Segment Open

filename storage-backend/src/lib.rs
pub mod backend;
pub mod config;
pub mod error;
pub mod stream;

mod address;
mod upload;


use async_trait::async_trait;

pub use backend::ObjectStoreBackend;
pub use config::{StorageConfig, TransferOptions};
pub use error::{ErrorKind, Result, StorageError};
pub use shared_types::{ObjectAddress, StoreResult};
pub use stream::ByteStream;

/// Provider-agnostic blob storage.
///
/// Implementations hold no state between calls besides their backend
/// client, so every method may be called concurrently for any address.
/// Concurrent stores to the same address are last-write-wins.
#[async_trait]
pub trait ObjectStore: Send + Sync {
    /// Create or overwrite the object at `container/key` with the bytes of
    /// `data`, creating the container first if the backend needs that.
    ///
    /// `data` is consumed incrementally and may be of unknown length.
    ///
    /// # Errors
    /// * `StorageError::WriteConflict` if the address is malformed or the
    ///   backend refuses the write
    /// * `StorageError::StreamAborted` if `data` yields an error
    /// * `StorageError::BackendUnavailable` on connectivity or auth failure
    ///
    /// If the returned future is dropped mid-upload the object may be left
    /// absent, at its old value, or at the new value. Check with a fresh
    /// `get` when that matters.
    async fn store(&self, container: &str, key: &str, data: ByteStream) -> Result<StoreResult>;

    /// Open the object at `container/key` for reading.
    ///
    /// Fails with `StorageError::ObjectNotFound` before returning a stream if
    /// there is no such object.
    async fn get(&self, container: &str, key: &str) -> Result<ByteStream>;

    /// Remove the object at `container/key`. Returns `false` when there was
    /// nothing to remove.
    async fn delete(&self, container: &str, key: &str) -> Result<bool>;
}
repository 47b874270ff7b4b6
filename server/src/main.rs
use anyhow::{Context, Result};
use blob_server::http;
use std::{net::SocketAddr, sync::Arc};
use storage_backend::{ObjectStore, ObjectStoreBackend, StorageConfig, TransferOptions};
use tracing::{Level, info};

#[tokio::main]
async fn main() -> Result<()> {
    dotenvy::dotenv().ok();

    // Initialize tracing
    tracing_subscriber::fmt()
        .with_env_filter(
            tracing_subscriber::EnvFilter::from_default_env().add_directive(Level::INFO.into()),
        )
        .init();

    info!("Starting blob server");

    // Initialize storage backend
    let storage_config = StorageConfig::from_env()?;
    let transfer = TransferOptions::from_env()?;

    let storage = ObjectStoreBackend::from_config(storage_config)
        .context("Failed to initialize storage backend")?
        .with_transfer_options(transfer)?;
    let storage: Arc<dyn ObjectStore> = Arc::new(storage);

    // Bind to address
    let addr = std::env::var("BIND_ADDRESS")
        .unwrap_or_else(|_| "0.0.0.0:3000".to_string())
        .parse::<SocketAddr>()?;

    // Start the HTTP server
    http::start_server(storage, addr).await?;

    Ok(())
}
use std::sync::Arc;
use storage_backend::ObjectStore;

/// Application state shared across handlers
#[derive(Clone)]
pub struct AppState {
    pub storage: Arc<dyn ObjectStore>,
}
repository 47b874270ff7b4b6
pub mod http;
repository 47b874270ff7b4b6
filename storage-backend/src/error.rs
use shared_types::ObjectAddress;
use thiserror::Error;

pub type BoxError = Box<dyn std::error::Error + Send + Sync>;

#[derive(Error, Debug)]
pub enum StorageError {
    #[error("Write conflict on {address}: {reason}")]
    WriteConflict { address: String, reason: String },

    #[error("Object not found: {0}")]
    ObjectNotFound(String),

    #[error("Backend unavailable for {address}: {source}")]
    BackendUnavailable {
        address: String,
        #[source]
        source: BoxError,
    },

    #[error("Stream aborted for {address}: {reason}")]
    StreamAborted { address: String, reason: String },
}

/// The kind of a [`StorageError`], for callers that only need to branch on it
#[derive(Debug, Clone, Copy, PartialEq, Eq, Hash)]
pub enum ErrorKind {
    WriteConflict,
    ObjectNotFound,
    BackendUnavailable,
    StreamAborted,
}

impl StorageError {
    pub fn kind(&self) -> ErrorKind {
        match self {
            StorageError::WriteConflict { .. } => ErrorKind::WriteConflict,
            StorageError::ObjectNotFound(_) => ErrorKind::ObjectNotFound,
            StorageError::BackendUnavailable { .. } => ErrorKind::BackendUnavailable,
            StorageError::StreamAborted { .. } => ErrorKind::StreamAborted,
        }
    }

    /// The `container/key` the failing operation was addressing
    pub fn address(&self) -> &str {
        match self {
            StorageError::WriteConflict { address, .. }
            | StorageError::BackendUnavailable { address, .. }
            | StorageError::StreamAborted { address, .. } => address,
            StorageError::ObjectNotFound(address) => address,
        }
    }

    pub(crate) fn unavailable(address: &ObjectAddress, err: object_store::Error) -> Self {
        StorageError::BackendUnavailable {
            address: address.to_path(),
            source: Box::new(err),
        }
    }

    pub(crate) fn aborted(address: &ObjectAddress, reason: impl ToString) -> Self {
        StorageError::StreamAborted {
            address: address.to_path(),
            reason: reason.to_string(),
        }
    }

    /// Map a provider error raised while reading or probing an object
    pub(crate) fn from_read(address: &ObjectAddress, err: object_store::Error) -> Self {
        match err {
            object_store::Error::NotFound { .. } => {
                StorageError::ObjectNotFound(address.to_path())
            }
            other => Self::unavailable(address, other),
        }
    }

    /// Map a provider error raised while writing an object
    pub(crate) fn from_write(address: &ObjectAddress, err: object_store::Error) -> Self {
        match err {
            object_store::Error::AlreadyExists { .. }
            | object_store::Error::Precondition { .. }
            | object_store::Error::InvalidPath { .. }
            | object_store::Error::NotSupported { .. }
            | object_store::Error::NotImplemented { .. } => StorageError::WriteConflict {
                address: address.to_path(),
                reason: err.to_string(),
            },
            other => Self::unavailable(address, other),
        }
    }
}

pub type Result<T> = std::result::Result<T, StorageError>;

#[cfg(test)]
mod tests {
    use super::*;

    fn address() -> ObjectAddress {
        ObjectAddress::new("images", "cat.png")
    }

    fn generic(message: &str) -> object_store::Error {
        object_store::Error::Generic {
            store: "test",
            source: message.to_string().into(),
        }
    }

    #[test]
    fn test_read_not_found_maps_to_object_not_found() {
        let err = object_store::Error::NotFound {
            path: "images/cat.png".to_string(),
            source: "missing".to_string().into(),
        };
        let mapped = StorageError::from_read(&address(), err);
        assert_eq!(mapped.kind(), ErrorKind::ObjectNotFound);
        assert_eq!(mapped.address(), "images/cat.png");
    }

    #[test]
    fn test_generic_failure_maps_to_backend_unavailable() {
        let mapped = StorageError::from_read(&address(), generic("connection reset"));
        assert_eq!(mapped.kind(), ErrorKind::BackendUnavailable);
        assert!(mapped.to_string().contains("connection reset"));
        assert!(std::error::Error::source(&mapped).is_some());

        let mapped = StorageError::from_write(&address(), generic("connection reset"));
        assert_eq!(mapped.kind(), ErrorKind::BackendUnavailable);
    }

    #[test]
    fn test_illegal_write_maps_to_write_conflict() {
        let err = object_store::Error::AlreadyExists {
            path: "images/cat.png".to_string(),
            source: "exists".to_string().into(),
        };
        let mapped = StorageError::from_write(&address(), err);
        assert_eq!(mapped.kind(), ErrorKind::WriteConflict);
        assert_eq!(mapped.address(), "images/cat.png");
    }
}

Segment Closed

▶ _Task brief_
Repeat the entries exactly, leaving nothing out.

▶ _Task response_
filename storage-backend/src/lib.rs
pub mod backend;
pub mod config;
pub mod error;
pub mod stream;

mod address;
mod upload;


use async_trait::async_trait;

pub use backend::ObjectStoreBackend;
pub use config::{StorageConfig, TransferOptions};
pub use error::{ErrorKind, Result, StorageError};
pub use shared_types::{ObjectAddress, StoreResult};
pub use stream::ByteStream;

/// Provider-agnostic blob storage.
///
/// Implementations hold no state between calls besides their backend
/// client, so every method may be called concurrently for any address.
/// Concurrent stores to the same address are last-write-wins.
#[async_trait]
pub trait ObjectStore: Send + Sync {
    /// Create or overwrite the object at `container/key` with the bytes of
    /// `data`, creating the container first if the backend needs that.
    ///
    /// `data` is consumed incrementally and may be of unknown length.
    ///
    /// # Errors
    /// * `StorageError::WriteConflict` if the address is malformed or the
    ///   backend refuses the write
    /// * `StorageError::StreamAborted` if `data` yields an error
    /// * `StorageError::BackendUnavailable` on connectivity or auth failure
    ///
    /// If the returned future is dropped mid-upload the object may be left
    /// absent, at its old value, or at the new value. Check with a fresh
    /// `get` when that matters.
    async fn store(&self, container: &str, key: &str, data: ByteStream) -> Result<StoreResult>;

    /// Open the object at `container/key` for reading.
    ///
    /// Fails with `StorageError::ObjectNotFound` before returning a stream if
    /// there is no such object.
    async fn get(&self, container: &str, key: &str) -> Result<ByteStream>;

    /// Remove the object at `container/key`. Returns `false` when there was
    /// nothing to remove.
    async fn delete(&self, container: &str, key: &str) -> Result<bool>;
}
repository 47b874270ff7b4b6
filename server/src/main.rs
use anyhow::{Context, Result};
use blob_server::http;
use std::{net::SocketAddr, sync::Arc};
use storage_backend::{ObjectStore, ObjectStoreBackend, StorageConfig, TransferOptions};
use tracing::{Level, info};

#[tokio::main]
async fn main() -> Result<()> {
    dotenvy::dotenv().ok();

    // Initialize tracing
    tracing_subscriber::fmt()
        .with_env_filter(
            tracing_subscriber::EnvFilter::from_default_env().add_directive(Level::INFO.into()),
        )
        .init();

    info!("Starting blob server");

    // Initialize storage backend
    let storage_config = StorageConfig::from_env()?;
    let transfer = TransferOptions::from_env()?;

    let storage = ObjectStoreBackend::from_config(storage_config)
        .context("Failed to initialize storage backend")?
        .with_transfer_options(transfer)?;
    let storage: Arc<dyn ObjectStore> = Arc::new(storage);

    // Bind to address
    let addr = std::env::var("BIND_ADDRESS")
        .unwrap_or_else(|_| "0.0.0.0:3000".to_string())
        .parse::<SocketAddr>()?;

    // Start the HTTP server
    http::start_server(storage, addr).await?;

    Ok(())
}
use std::sync::Arc;
use storage_backend::ObjectStore;

/// Application state shared across handlers
#[derive(Clone)]
pub struct AppState {
    pub storage: Arc<dyn ObjectStore>,
}
repository 47b874270ff7b4b6
pub mod http;
repository 47b874270ff7b4b6
filename storage-backend/src/error.rs
use shared_types::ObjectAddress;
use thiserror::Error;

pub type BoxError = Box<dyn std::error::Error + Send + Sync>;

#[derive(Error, Debug)]
pub enum StorageError {
    #[error("Write conflict on {address}: {reason}")]
    WriteConflict { address: String, reason: String },

    #[error("Object not found: {0}")]
    ObjectNotFound(String),

    #[error("Backend unavailable for {address}: {source}")]
    BackendUnavailable {
        address: String,
        #[source]
        source: BoxError,
    },

    #[error("Stream aborted for {address}: {reason}")]
    StreamAborted { address: String, reason: String },
}

/// The kind of a [`StorageError`], for callers that only need to branch on it
#[derive(Debug, Clone, Copy, PartialEq, Eq, Hash)]
pub enum ErrorKind {
    WriteConflict,
    ObjectNotFound,
    BackendUnavailable,
    StreamAborted,
}

impl StorageError {
    pub fn kind(&self) -> ErrorKind {
        match self {
            StorageError::WriteConflict { .. } => ErrorKind::WriteConflict,
            StorageError::ObjectNotFound(_) => ErrorKind::ObjectNotFound,
            StorageError::BackendUnavailable { .. } => ErrorKind::BackendUnavailable,
            StorageError::StreamAborted { .. } => ErrorKind::StreamAborted,
        }
    }

    /// The `container/key` the failing operation was addressing
    pub fn address(&self) -> &str {
        match self {
            StorageError::WriteConflict { address, .. }
            | StorageError::BackendUnavailable { address, .. }
            | StorageError::StreamAborted { address, .. } => address,
            StorageError::ObjectNotFound(address) => address,
        }
    }

    pub(crate) fn unavailable(address: &ObjectAddress, err: object_store::Error) -> Self {
        StorageError::BackendUnavailable {
            address: address.to_path(),
            source: Box::new(err),
        }
    }

    pub(crate) fn aborted(address: &ObjectAddress, reason: impl ToString) -> Self {
        StorageError::StreamAborted {
            address: address.to_path(),
            reason: reason.to_string(),
        }
    }

    /// Map a provider error raised while reading or probing an object
    pub(crate) fn from_read(address: &ObjectAddress, err: object_store::Error) -> Self {
        match err {
            object_store::Error::NotFound { .. } => {
                StorageError::ObjectNotFound(address.to_path())
            }
            other => Self::unavailable(address, other),
        }
    }

    /// Map a provider error raised while writing an object
    pub(crate) fn from_write(address: &ObjectAddress, err: object_store::Error) -> Self {
        match err {
            object_store::Error::AlreadyExists { .. }
            | object_store::Error::Precondition { .. }
            | object_store::Error::InvalidPath { .. }
            | object_store::Error::NotSupported { .. }
            | object_store::Error::NotImplemented { .. } => StorageError::WriteConflict {
                address: address.to_path(),
                reason: err.to_string(),
            },
            other => Self::unavailable(address, other),
        }
    }
}

pub type Result<T> = std::result::Result<T, StorageError>;

#[cfg(test)]
mod tests {
    use super::*;

    fn address() -> ObjectAddress {
        ObjectAddress::new("images", "cat.png")
    }

    fn generic(message: &str) -> object_store::Error {
        object_store::Error::Generic {
            store: "test",
            source: message.to_string().into(),
        }
    }

    #[test]
    fn test_read_not_found_maps_to_object_not_found() {
        let err = object_store::Error::NotFound {
            path: "images/cat.png".to_string(),
            source: "missing".to_string().into(),
        };
        let mapped = StorageError::from_read(&address(), err);
        assert_eq!(mapped.kind(), ErrorKind::ObjectNotFound);
        assert_eq!(mapped.address(), "images/cat.png");
    }

    #[test]
    fn test_generic_failure_maps_to_backend_unavailable() {
        let mapped = StorageError::from_read(&address(), generic("connection reset"));
        assert_eq!(mapped.kind(), ErrorKind::BackendUnavailable);
        assert!(mapped.to_string().contains("connection reset"));
        assert!(std::error::Error::source(&mapped).is_some());

        let mapped = StorageError::from_write(&address(), generic("connection reset"));
        assert_eq!(mapped.kind(), ErrorKind::BackendUnavailable);
    }

    #[test]
    fn test_illegal_write_maps_to_write_conflict() {
        let err = object_store::Error::AlreadyExists {
            path: "images/cat.png".to_string(),
            source: "exists".to_string().into(),
        };
        let mapped = StorageError::from_write(&address(), err);
        assert_eq!(mapped.kind(), ErrorKind::WriteConflict);
        assert_eq!(mapped.address(), "images/cat.png");
    }
}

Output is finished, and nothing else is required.